I really like the French language.

I like the way it sounds; the accent, the mellifluous flow of it, and the way it is occasionally accented with the rolled Rs and other auditory nuances that English seems to be lacking.

But this article says that the UK is speaking the language of business and opportunity. Young frenchmen and women who are anxious to make their mark in the working world go to the UK to do it.

At least some do. Well, a lot actually. Fifteen thousand per year, at least, the article says. It quotes the French embassy as saying there are 270,000 French people living in the UK.

Not nearly enough to populate a city but a decent-sized town has only a tenth that number of people living in it. That is a lot of people. That many people can do a lot of work, and start a lot of businesses.

There was an interesting article on the BBC News website that I read today. It was written by Clare Davidson, a BBC business reporter in Chelsea England.

BBC NEWS | Business | French youth seek jobs in Britain:

Job security is often deemed a sacred part of French life, yet this perception might be based on myth.

French workers say short-term contracts, which offer no job security at all, are the norm for the young in France.

It was this unpredictability that finally prompted Agnes-Prune Sene, 29, to quit Paris after having signed 39 short-term contracts in three years.
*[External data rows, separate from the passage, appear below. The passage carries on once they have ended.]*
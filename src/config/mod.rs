//! Application configuration module
//!
//! Configuration is loaded from environment variables with the `SITE_SIGNAL`
//! prefix using the `config` and `dotenvy` crates. Nested values are
//! separated by double underscores.
//!
//! # Example
//!
//! ```no_run
//! use site_signal::config::AppConfig;
//!
//! let config = AppConfig::load().expect("Failed to load configuration");
//! config.validate().expect("Invalid configuration");
//! ```

mod database;
mod error;
mod server;
mod territory;

pub use database::DatabaseConfig;
pub use error::{ConfigError, ValidationError};
pub use server::{Environment, ServerConfig};
pub use territory::{TerritoryConfig, RETRY_BASE_DELAY_SECS};

use serde::Deserialize;

/// Root application configuration
#[derive(Debug, Clone, Default, Deserialize)]
pub struct AppConfig {
    /// Server configuration (host, port, environment, logging)
    #[serde(default)]
    pub server: ServerConfig,

    /// PostgreSQL; `None` runs on in-memory repositories
    #[serde(default)]
    pub database: Option<DatabaseConfig>,

    /// External territory scoring; `None` uses the mock provider
    #[serde(default)]
    pub territory: Option<TerritoryConfig>,
}

impl AppConfig {
    /// Load configuration from environment variables
    ///
    /// Loads `.env` if present, then reads `SITE_SIGNAL__*` variables:
    ///
    /// - `SITE_SIGNAL__SERVER__PORT=8080` -> `server.port = 8080`
    /// - `SITE_SIGNAL__DATABASE__URL=...` -> `database.url = ...`
    /// - `SITE_SIGNAL__TERRITORY__API_KEY=...` -> `territory.api_key = ...`
    pub fn load() -> Result<Self, ConfigError> {
        dotenvy::dotenv().ok();

        let config = config::Config::builder()
            .add_source(
                config::Environment::default()
                    .prefix("SITE_SIGNAL")
                    .separator("__"),
            )
            .build()?
            .try_deserialize()?;

        Ok(config)
    }

    /// Validate all configuration values
    pub fn validate(&self) -> Result<(), ValidationError> {
        self.server.validate()?;
        if let Some(database) = &self.database {
            database.validate()?;
        }
        if let Some(territory) = &self.territory {
            territory.validate(&self.server.environment)?;
            // A provider call that outlives the request is cut off by the timeout layer.
            if territory.worst_case_secs() > self.server.request_timeout_secs {
                return Err(ValidationError::ProviderTimeoutExceedsRequest {
                    provider_secs: territory.worst_case_secs(),
                    request_secs: self.server.request_timeout_secs,
                });
            }
        }
        Ok(())
    }

    pub fn is_production(&self) -> bool {
        self.server.is_production()
    }
}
The odd thing is, France really defends its culture against change - especially dilution. Yet it exports the freshest, most vital part of its culture - the young people who create one aspect of its flavor and have a taste for entrepreneurial business - to England.

Tis a bit strange because one thing the French do not like - I gather from reading articles about the banning of the name Le Big Mac - is the taking over of part of their language by British words.

But the way a country loses its language over time is not just by being infiltrated by a single word here or a handy phrase there.

It is by losing the people who speak it - while doing things that really matter, leaving a lasting mark.

That mark will bear a caption, soundtrack, text, sound bite, or quotation in some tongue - the one they are using at that time.

Their children, most likely will grow up speaking the language of the land where they are born, play, and grow up. The one where their parents settle down, work, live, and raise a family.

One can lose a culture war at two ends.

I hope France does not lose the people and keep the words. I think no matter what the the words are, the flowing of french speech will always sound mellifluous.